We fabricated thermally-evaporated 10 nm-Ni/30 nm and 70 nm Poly-Si/200 nm-$SiO_2/Si$ structures to investigate the thermal stability of nickel silicides formed by rapid thermal annealing(RTA) of the temperature of $300{\sim}1100^{\circ}C$ for 40 seconds. We employed for a four-point tester, field emission scanning electron microscope(FE-SEM), transmission electron microscope(TEM), high resolution X-ray diffraction(HRIXRD), and scanning probe microscope(SPM) in order to examine the sheet resistance, in-plane microstructure, cross-sectional microstructure evolution, phase transformation, and surface roughness, respectively.
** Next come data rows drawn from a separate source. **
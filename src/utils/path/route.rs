//! URL text utilities.
//!
//! Works on raw markdown image targets, which are usually not absolute URLs
//! (`./pic.png?x=1#y`, `/img/a.png`, `@site/static/a.png`), so splitting is
//! done textually rather than through `url::Url`.

/// Extract the URL scheme (lowercased, without `:`) if the link has one.
///
/// A valid scheme must:
/// - Have at least 1 character before the colon
/// - Only contain ASCII alphanumeric or `+`, `-`, `.`
///
/// # Examples
/// ```ignore
/// assert_eq!(url_scheme("https://example.com"), Some("https".into()));
/// assert_eq!(url_scheme("PATHNAME:///a.png"), Some("pathname".into()));
/// assert_eq!(url_scheme("./file.png"), None);
/// ```
pub fn url_scheme(link: &str) -> Option<String> {
    let pos = link.find(':')?;
    let candidate = &link[..pos];
    let valid = pos > 0
        && candidate
            .chars()
            .all(|c| c.is_ascii_alphanumeric() || matches!(c, '+' | '-' | '.'));
    if !valid {
        return None;
    }

    // `url` normalizes the scheme when the whole link parses; fall back to
    // the raw prefix for links it rejects (e.g. `foo:` with nothing after).
    Some(match url::Url::parse(link) {
        Ok(parsed) => parsed.scheme().to_owned(),
        Err(_) => candidate.to_ascii_lowercase(),
    })
}

/// Split a link into `(before, hash)` where `hash` keeps its leading `#`.
///
/// # Examples
/// ```ignore
/// assert_eq!(split_hash("./a.png#top"), ("./a.png", Some("#top")));
/// assert_eq!(split_hash("./a.png"), ("./a.png", None));
/// ```
#[inline]
pub fn split_hash(link: &str) -> (&str, Option<&str>) {
    match link.find('#') {
        Some(pos) => (&link[..pos], Some(&link[pos..])),
        None => (link, None),
    }
}

/// Split a link into `(path, search)` where `search` keeps its leading `?`.
#[inline]
pub fn split_search(link: &str) -> (&str, Option<&str>) {
    match link.find('?') {
        Some(pos) => (&link[..pos], Some(&link[pos..])),
        None => (link, None),
    }
}
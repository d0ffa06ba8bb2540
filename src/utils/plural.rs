//! Pluralization utilities.

/// Return "s" suffix for plural counts
///
/// # Examples
///
/// - `plural_s(0)` -> `"s"` (0 images)
/// - `plural_s(1)` -> `""` (1 image)
/// - `plural_s(5)` -> `"s"` (5 images)
#[inline]
pub fn plural_s(n: usize) -> &'static str {
    if n == 1 { "" } else { "s" }
}

/// Format count with noun, handling pluralization
///
/// # Examples
///
/// - `plural_count(0, "image")` -> `"0 images"`
/// - `plural_count(1, "image")` -> `"1 image"`
#[inline]
pub fn plural_count(count: usize, noun: &str) -> String {
    format!("{} {}{}", count, noun, plural_s(count))
}
//! Raw image URL parsing and classification.

use std::path::Path;

use crate::utils::path::{split_hash, split_search, url_scheme};

/// Scheme that opts an image out of resolution: `pathname:///img/raw.png`.
pub const ESCAPE_SCHEME: &str = "pathname";

/// Prefix for project-root-relative image paths.
pub const SITE_ALIAS: &str = "@site/";

/// A markdown image target split into its URL components.
///
/// `search` and `hash` keep their leading `?` / `#`.
#[derive(Debug, Clone, PartialEq, Eq)]
pub struct ParsedUrl<'a> {
    pub raw: &'a str,
    /// Lowercased scheme without the trailing `:`
    pub protocol: Option<String>,
    pub pathname: Option<&'a str>,
    pub search: Option<&'a str>,
    pub hash: Option<&'a str>,
}

impl<'a> ParsedUrl<'a> {
    /// Split `raw` into protocol, pathname, search and hash.
    ///
    /// # Examples
    /// ```ignore
    /// let url = ParsedUrl::parse("./pic.png?x=1#y");
    /// assert_eq!(url.pathname, Some("./pic.png"));
    /// assert_eq!(url.search, Some("?x=1"));
    /// assert_eq!(url.hash, Some("#y"));
    /// ```
    pub fn parse(raw: &'a str) -> Self {
        let protocol = url_scheme(raw);
        let rest = match (&protocol, raw.find(':')) {
            (Some(_), Some(colon)) => &raw[colon + 1..],
            _ => raw,
        };

        let (before_hash, hash) = split_hash(rest);
        let (path, search) = split_search(before_hash);

        Self {
            raw,
            protocol,
            pathname: (!path.is_empty()).then_some(path),
            search,
            hash,
        }
    }

    /// What the image pass should do with this URL.
    pub fn action(&self) -> UrlAction<'a> {
        match (self.protocol.as_deref(), self.pathname) {
            (Some(ESCAPE_SCHEME), _) => {
                UrlAction::Escape(self.raw.replacen("pathname://", "", 1))
            }
            (Some(_), _) | (None, None) => UrlAction::Skip,
            (None, Some(pathname)) => UrlAction::Resolve(pathname),
        }
    }
}

/// Per-image decision taken before any filesystem access.
#[derive(Debug, Clone, PartialEq, Eq)]
pub enum UrlAction<'a> {
    /// Remote or otherwise scheme-qualified URL (or no pathname): leave the node as is.
    Skip,
    /// Escape hatch: replace the node's `url` with this string, nothing else.
    Escape(String),
    /// Local file reference to resolve and rewrite.
    Resolve(&'a str),
}

/// Resolution strategy for a local pathname.
#[derive(Debug, Clone, Copy, PartialEq, Eq)]
pub enum PathKind<'a> {
    /// `@site/static/a.png` -> `static/a.png` under the project root.
    SiteAlias(&'a str),
    /// `/img/a.png`, looked up in each static directory.
    Absolute(&'a str),
    /// `./a.png`, `../img/a.png`, `a.png`, next to the document.
    Relative(&'a str),
}

impl<'a> PathKind<'a> {
    #[inline]
    pub fn parse(pathname: &'a str) -> Self {
        if let Some(rest) = pathname.strip_prefix(SITE_ALIAS) {
            Self::SiteAlias(rest)
        } else if pathname.starts_with('/') || Path::new(pathname).is_absolute() {
            Self::Absolute(pathname)
        } else {
            Self::Relative(pathname)
        }
    }
}
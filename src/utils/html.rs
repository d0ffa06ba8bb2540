//! Escaping for text embedded in generated JSX attributes.
//!
//! - `escape_attr()` - HTML entity escaping for plain string attributes
//! - `escape_js_string()` - body of a double-quoted JS string literal
//! - `escape_js_single()` - body of a single-quoted JS string literal

use std::borrow::Cow;

// =============================================================================
// HTML Escaping
// =============================================================================

/// Characters that require HTML escaping.
const ESCAPE_CHARS: [char; 5] = ['<', '>', '&', '"', '\''];

/// Get the HTML entity for a special character.
#[inline]
fn escape_char(c: char) -> Option<&'static str> {
    match c {
        '<' => Some("&lt;"),
        '>' => Some("&gt;"),
        '&' => Some("&amp;"),
        '"' => Some("&quot;"),
        '\'' => Some("&#39;"),
        _ => None,
    }
}

/// Escape HTML attribute values (alt, title).
///
/// Uses `Cow` to avoid allocation when no escaping is needed.
///
/// # Example
/// ```ignore
/// assert_eq!(escape_attr("a \"b\""), "a &quot;b&quot;");
/// assert_eq!(escape_attr("hello"), "hello"); // No allocation
/// ```
#[inline]
pub fn escape_attr(s: &str) -> Cow<'_, str> {
    if !s.contains(ESCAPE_CHARS) {
        return Cow::Borrowed(s);
    }

    let mut result = String::with_capacity(s.len() + 8);
    for c in s.chars() {
        match escape_char(c) {
            Some(entity) => result.push_str(entity),
            None => result.push(c),
        }
    }
    Cow::Owned(result)
}

// =============================================================================
// JS String Escaping
// =============================================================================

/// Escape a string for use inside a double-quoted JS string literal.
///
/// JSON string syntax is a subset of JS string syntax, so the JSON encoding
/// minus its surrounding quotes is a valid literal body.
pub fn escape_js_string(s: &str) -> String {
    let quoted = serde_json::Value::String(s.to_owned()).to_string();
    quoted[1..quoted.len() - 1].to_owned()
}

/// Escape a string for use inside a single-quoted JS string literal.
pub fn escape_js_single(s: &str) -> Cow<'_, str> {
    if !s.contains(['\\', '\'', '\n', '\r']) {
        return Cow::Borrowed(s);
    }

    let mut result = String::with_capacity(s.len() + 4);
    for c in s.chars() {
        match c {
            '\\' => result.push_str("\\\\"),
            '\'' => result.push_str("\\'"),
            '\n' => result.push_str("\\n"),
            '\r' => result.push_str("\\r"),
            _ => result.push(c),
        }
    }
    Cow::Owned(result)
}
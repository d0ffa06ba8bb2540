//! Configuration utility functions.

use std::path::{Path, PathBuf};

/// Find config file by searching upward from `start`
///
/// Walks up parent directories until finding `config_name`
/// Returns the path to the config file if found
///
/// # Example
/// ```text
/// /home/user/site/docs/guide/  ← start
/// /home/user/site/mdimg.toml   ← found!
/// ```
pub fn find_config_file(start: &Path, config_name: &Path) -> Option<PathBuf> {
    // Absolute config path: no search
    if config_name.is_absolute() {
        return config_name.exists().then(|| config_name.to_path_buf());
    }

    let mut current = start;
    loop {
        let candidate = current.join(config_name);
        if candidate.is_file() {
            return Some(candidate);
        }

        match current.parent() {
            Some(parent) => current = parent,
            None => return None, // Reached filesystem root
        }
    }
}

// ============================================================================
// tests
// ============================================================================
//! Benchmarks for the state-variable filter.

use std::hint::black_box;

use criterion::{BenchmarkId, Criterion};
use subsynth::dsp::{FilterKind, FilterSettings, SVFilter};

use crate::{BLOCK_SIZES, SAMPLE_RATE};

pub fn bench_filter(c: &mut Criterion) {
    let mut group = c.benchmark_group("dsp/filter");

    for &size in BLOCK_SIZES {
        // Generate a test signal (sawtooth-like ramp)
        let input: Vec<f32> = (0..size)
            .map(|i| (i as f32 / size as f32) * 2.0 - 1.0)
            .collect();

        for (name, kind) in [
            ("lowpass", FilterKind::LowPass),
            ("bandpass", FilterKind::BandPass),
            ("highpass", FilterKind::HighPass),
        ] {
            let settings = FilterSettings::new(kind, 1_000.0, 0.5);
            let mut filter = SVFilter::new(kind);
            let mut buffer = input.clone();
            group.bench_with_input(BenchmarkId::new(name, size), &size, |b, _| {
                b.iter(|| {
                    buffer.copy_from_slice(&input);
                    filter.render(black_box(&mut buffer), black_box(&settings), SAMPLE_RATE);
                })
            });
        }

        // Cutoff moving every sample: coefficient recompute on each call
        let mut filter = SVFilter::new(FilterKind::LowPass);
        let mut buffer = input.clone();
        group.bench_with_input(BenchmarkId::new("lowpass_sweep", size), &size, |b, _| {
            b.iter(|| {
                for (i, sample) in buffer.iter_mut().enumerate() {
                    let cutoff = 200.0 + 10.0 * i as f32;
                    *sample = filter.process(
                        black_box(input[i]),
                        FilterKind::LowPass,
                        cutoff,
                        0.7,
                        SAMPLE_RATE,
                    );
                }
            })
        });
    }

    group.finish();
}
//! Benchmarks for the ADSR envelope generator.

use std::hint::black_box;

use criterion::{BenchmarkId, Criterion};
use subsynth::dsp::Envelope;

use crate::{BLOCK_SIZES, SAMPLE_RATE};

pub fn bench_envelope(c: &mut Criterion) {
    let mut group = c.benchmark_group("dsp/envelope");

    for &size in BLOCK_SIZES {
        let mut buffer = vec![0.0f32; size];

        // Attack phase (ramping up)
        let mut env = Envelope::adsr(10.0, 0.1, 0.7, 0.3);
        env.note_on();
        group.bench_with_input(BenchmarkId::new("attack", size), &size, |b, _| {
            b.iter(|| {
                env.render(black_box(&mut buffer), SAMPLE_RATE);
            })
        });

        // Sustain phase (holding steady)
        let mut env = Envelope::adsr(0.001, 0.001, 0.7, 0.3);
        env.note_on();
        // Advance past attack/decay
        for _ in 0..200 {
            env.next_sample(SAMPLE_RATE);
        }
        group.bench_with_input(BenchmarkId::new("sustain", size), &size, |b, _| {
            b.iter(|| {
                env.render(black_box(&mut buffer), SAMPLE_RATE);
            })
        });

        // Release phase (ramping down)
        let mut env = Envelope::adsr(0.001, 0.001, 0.7, 10.0);
        env.note_on();
        for _ in 0..200 {
            env.next_sample(SAMPLE_RATE);
        }
        env.note_off();
        group.bench_with_input(BenchmarkId::new("release", size), &size, |b, _| {
            b.iter(|| {
                env.render(black_box(&mut buffer), SAMPLE_RATE);
            })
        });
    }

    group.finish();
}
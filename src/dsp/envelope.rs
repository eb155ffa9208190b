#[cfg(feature = "serde")]
use serde::{Deserialize, Serialize};

use crate::{dsp::clamp_or, MIN_TIME};

/*
ADSR Envelope Implementation
============================

A linear ADSR envelope generator. One instance lives inside every voice and
multiplies the oscillator output to shape its amplitude over time.

Vocabulary
----------

  level       The envelope's current output value (0.0 to 1.0).

  stage       Which phase of the envelope we're in: Idle, Attack, Decay,
              Sustain, or Release.

  gate        The note on/off signal. Gate high (note_on) triggers Attack.
              Gate low (note_off) triggers Release from wherever we are.

  step        How much `level` changes per sample, derived from the stage
              duration and the sample rate.


The Shape: Linear Ramps
-----------------------

  Level
    1.0 ┐     ╱╲
        │    ╱  ╲___________
    S   │   ╱               ╲
        │  ╱                 ╲
    0.0 └─╱───────────────────╲──→ Time
        Attack Decay  Sustain  Release

Every segment is a straight line, so the level is monotonic within a segment
and the output is fully deterministic.


Steps Per Stage
---------------

    attack   +1 / (attack · sr)                  until level = 1
    decay    -(1 - sustain) / (decay · sr)       until level = sustain
    release  -start / (release · sr)             until level = 0

`start` is the level at the moment of note_off, so releasing mid-attack
ramps down from wherever the attack had reached instead of jumping.


Live Parameters
---------------

Steps are recomputed every sample from the current parameters. Turning the
release knob while a note is releasing changes the slope of the remaining
ramp immediately. Turning sustain while sustaining moves the held level.


Retrigger
---------

A note_on while the envelope is still sounding either ramps up from the
current level (`Retrigger::FromCurrent`, no click) or restarts from silence
(`Retrigger::FromZero`, a hard restart that makes repeated notes distinct).
*/

/// ADSR shape. Times are in seconds, sustain is a level in [0, 1].
#[cfg_attr(feature = "serde", derive(Serialize, Deserialize))]
#[derive(Debug, Clone, Copy, PartialEq)]
pub struct AdsrParams {
    pub attack: f32,
    pub decay: f32,
    pub sustain: f32,
    pub release: f32,
}

// Ramps snap to their target once within this distance of it.
const LEVEL_EPSILON: f32 = 1e-6;

/// Longest accepted stage time.
pub const MAX_STAGE_SECONDS: f32 = 30.0;

impl AdsrParams {
    /// Build a parameter set, clamping each value into its valid range.
    pub fn new(attack: f32, decay: f32, sustain: f32, release: f32) -> Self {
        Self {
            attack,
            decay,
            sustain,
            release,
        }
        .clamped()
    }

    /// Negative or non-finite times become zero (one-sample stages), times
    /// above `MAX_STAGE_SECONDS` are capped, sustain is clamped to [0, 1].
    pub fn clamped(self) -> Self {
        Self {
            attack: clamp_or(self.attack, 0.0, MAX_STAGE_SECONDS, 0.0),
            decay: clamp_or(self.decay, 0.0, MAX_STAGE_SECONDS, 0.0),
            sustain: clamp_or(self.sustain, 0.0, 1.0, 1.0),
            release: clamp_or(self.release, 0.0, MAX_STAGE_SECONDS, 0.0),
        }
    }
}

impl Default for AdsrParams {
    fn default() -> Self {
        Self {
            attack: 0.01,
            decay: 0.1,
            sustain: 0.7,
            release: 0.3,
        }
    }
}

/// What a note_on does to a still-sounding envelope.
#[cfg_attr(feature = "serde", derive(Serialize, Deserialize))]
#[derive(Debug, Clone, Copy, PartialEq, Eq, Default)]
pub enum Retrigger {
    /// Attack ramps up from the current level.
    #[default]
    FromCurrent,
    /// Level snaps to zero before the attack starts.
    FromZero,
}

/// The current stage of the envelope state machine.
#[derive(Debug, Clone, Copy, PartialEq, Eq)]
pub enum EnvelopeState {
    Idle,    // Gate low, envelope inactive, level = 0
    Attack,  // Gate just went high, ramping up to 1.0
    Decay,   // Reached peak, ramping down to sustain level
    Sustain, // Holding at sustain level while gate is high
    Release, // Gate went low, ramping down to 0
}

#[derive(Debug, Clone)]
pub struct Envelope {
    params: AdsrParams,
    retrigger: Retrigger,

    stage: EnvelopeState,
    level: f32,

    // level when note_off arrived; release slope is measured from here
    release_start_level: f32,
}

impl Envelope {
    pub fn new(params: AdsrParams) -> Self {
        Self {
            params: params.clamped(),
            retrigger: Retrigger::default(),
            stage: EnvelopeState::Idle,
            level: 0.0,
            release_start_level: 0.0,
        }
    }

    pub fn adsr(attack: f32, decay: f32, sustain: f32, release: f32) -> Self {
        Self::new(AdsrParams::new(attack, decay, sustain, release))
    }

    pub fn with_retrigger(mut self, retrigger: Retrigger) -> Self {
        self.retrigger = retrigger;
        self
    }

    /// Gate high: enter Attack from any stage.
    pub fn note_on(&mut self) {
        if self.retrigger == Retrigger::FromZero {
            self.level = 0.0;
        }
        self.release_start_level = 0.0;
        self.stage = EnvelopeState::Attack;
    }

    /// Gate low: start the release phase from the current level.
    pub fn note_off(&mut self) {
        if matches!(self.stage, EnvelopeState::Idle | EnvelopeState::Release) {
            return;
        }

        self.release_start_level = self.level;
        self.stage = EnvelopeState::Release;
    }

    /// Advance the envelope by one sample and return the new level.
    pub fn next_sample(&mut self, sample_rate: f32) -> f32 {
        let params = &self.params;

        match self.stage {
            EnvelopeState::Idle => {
                self.level = 0.0;
            }

            EnvelopeState::Attack => {
                self.level += 1.0 / stage_samples(params.attack, sample_rate);

                if self.level >= 1.0 - LEVEL_EPSILON {
                    self.level = 1.0;
                    self.stage = EnvelopeState::Decay;
                }
            }

            EnvelopeState::Decay => {
                let target = params.sustain;
                self.level -= (1.0 - target) / stage_samples(params.decay, sample_rate);

                if self.level <= target + LEVEL_EPSILON {
                    self.level = target;
                    self.stage = EnvelopeState::Sustain;
                }
            }

            EnvelopeState::Sustain => {
                self.level = params.sustain;
            }

            EnvelopeState::Release => {
                let step = self.release_start_level / stage_samples(params.release, sample_rate);
                self.level -= step;

                // Half a step absorbs float drift so the ramp ends on the
                // sample the release time predicts.
                if self.level <= step * 0.5 {
                    self.level = 0.0;
                    self.stage = EnvelopeState::Idle;
                }
            }
        }

        debug_assert!((0.0..=1.0).contains(&self.level));
        self.level
    }

    /// Render a block of envelope values into the buffer.
    pub fn render(&mut self, buffer: &mut [f32], sample_rate: f32) {
        for sample in buffer.iter_mut() {
            *sample = self.next_sample(sample_rate);
        }
    }

    /// Replace the ADSR shape. Takes effect on the next sample.
    pub fn set_params(&mut self, params: AdsrParams) {
        self.params = params.clamped();
    }

    pub fn params(&self) -> AdsrParams {
        self.params
    }

    pub fn set_retrigger(&mut self, retrigger: Retrigger) {
        self.retrigger = retrigger;
    }

    /// Returns true if the envelope is producing output (not idle).
    pub fn is_active(&self) -> bool {
        !matches!(self.stage, EnvelopeState::Idle)
    }

    /// Reset to idle state.
    pub fn reset(&mut self) {
        self.stage = EnvelopeState::Idle;
        self.level = 0.0;
        self.release_start_level = 0.0;
    }

    /// Get the current envelope level (0.0 to 1.0)
    pub fn level(&self) -> f32 {
        self.level
    }

    /// Get the current envelope stage
    pub fn state(&self) -> EnvelopeState {
        self.stage
    }
}

impl Default for Envelope {
    fn default() -> Self {
        Self::new(AdsrParams::default())
    }
}

#[inline]
fn stage_samples(seconds: f32, sample_rate: f32) -> f32 {
    (seconds.max(MIN_TIME) * sample_rate).max(1.0)
}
The silicide on 30 nm polysilicon substrate was stable at temperature up to $900^{\circ}C$, while the one on 70 nm substrate showed the conventional $NiSi_2$ transformation temperature of $700^{\circ}C$. The HRXRD result also supported the existence of NiSi-phase up to $900^{\circ}C$ for the Ni silicide on the 30 nm polysilicon substrate. FE-SEM and TEM confirmed that 40 nm thick uniform silicide layer and island-like agglomerated silicide phase of $1{\mu}m$ pitch without residual polysilicon were formed on 30 nm polysilicon substrate at $700^{\circ}C\;and\;1000^{\circ}C$, respectively. All silicides were nonuniform and formed on top of the residual polysilicon for 70 nm polysilicon substrates. Through SPM analysis, we confirmed the surface roughness was below 17 nm, which implied the advantage on FUSI gate of CMOS process. Our results imply that we may tune the thermal stability of nickel monosilicide by reducing the height of polysilicon gate.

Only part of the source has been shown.